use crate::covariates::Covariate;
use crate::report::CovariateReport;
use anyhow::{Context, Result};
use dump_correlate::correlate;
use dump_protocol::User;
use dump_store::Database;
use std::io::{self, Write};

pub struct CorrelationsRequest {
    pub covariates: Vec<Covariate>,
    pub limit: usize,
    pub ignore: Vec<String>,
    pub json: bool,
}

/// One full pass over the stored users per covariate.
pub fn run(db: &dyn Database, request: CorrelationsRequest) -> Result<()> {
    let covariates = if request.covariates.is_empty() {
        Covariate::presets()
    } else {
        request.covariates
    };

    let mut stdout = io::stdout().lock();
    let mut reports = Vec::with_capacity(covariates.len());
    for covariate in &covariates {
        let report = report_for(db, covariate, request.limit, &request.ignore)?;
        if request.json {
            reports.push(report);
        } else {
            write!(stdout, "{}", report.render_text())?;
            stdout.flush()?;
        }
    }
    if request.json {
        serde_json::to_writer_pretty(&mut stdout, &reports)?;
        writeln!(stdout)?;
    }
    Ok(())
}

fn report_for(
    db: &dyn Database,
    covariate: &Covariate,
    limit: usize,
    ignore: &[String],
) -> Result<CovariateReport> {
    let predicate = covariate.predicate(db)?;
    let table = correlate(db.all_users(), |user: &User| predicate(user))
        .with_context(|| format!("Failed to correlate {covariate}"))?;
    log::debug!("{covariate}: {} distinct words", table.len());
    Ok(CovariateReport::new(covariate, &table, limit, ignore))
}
________
(Your assignment)
In full and without alteration, retype the entries above.

(Answer to this task)
use crate::covariates::Covariate;
use crate::report::CovariateReport;
use anyhow::{Context, Result};
use dump_correlate::correlate;
use dump_protocol::User;
use dump_store::Database;
use std::io::{self, Write};

pub struct CorrelationsRequest {
    pub covariates: Vec<Covariate>,
    pub limit: usize,
    pub ignore: Vec<String>,
    pub json: bool,
}

/// One full pass over the stored users per covariate.
pub fn run(db: &dyn Database, request: CorrelationsRequest) -> Result<()> {
    let covariates = if request.covariates.is_empty() {
        Covariate::presets()
    } else {
        request.covariates
    };

    let mut stdout = io::stdout().lock();
    let mut reports = Vec::with_capacity(covariates.len());
    for covariate in &covariates {
        let report = report_for(db, covariate, request.limit, &request.ignore)?;
        if request.json {
            reports.push(report);
        } else {
            write!(stdout, "{}", report.render_text())?;
            stdout.flush()?;
        }
    }
    if request.json {
        serde_json::to_writer_pretty(&mut stdout, &reports)?;
        writeln!(stdout)?;
    }
    Ok(())
}

fn report_for(
    db: &dyn Database,
    covariate: &Covariate,
    limit: usize,
    ignore: &[String],
) -> Result<CovariateReport> {
    let predicate = covariate.predicate(db)?;
    let table = correlate(db.all_users(), |user: &User| predicate(user))
        .with_context(|| format!("Failed to correlate {covariate}"))?;
    log::debug!("{covariate}: {} distinct words", table.len());
    Ok(CovariateReport::new(covariate, &table, limit, ignore))
}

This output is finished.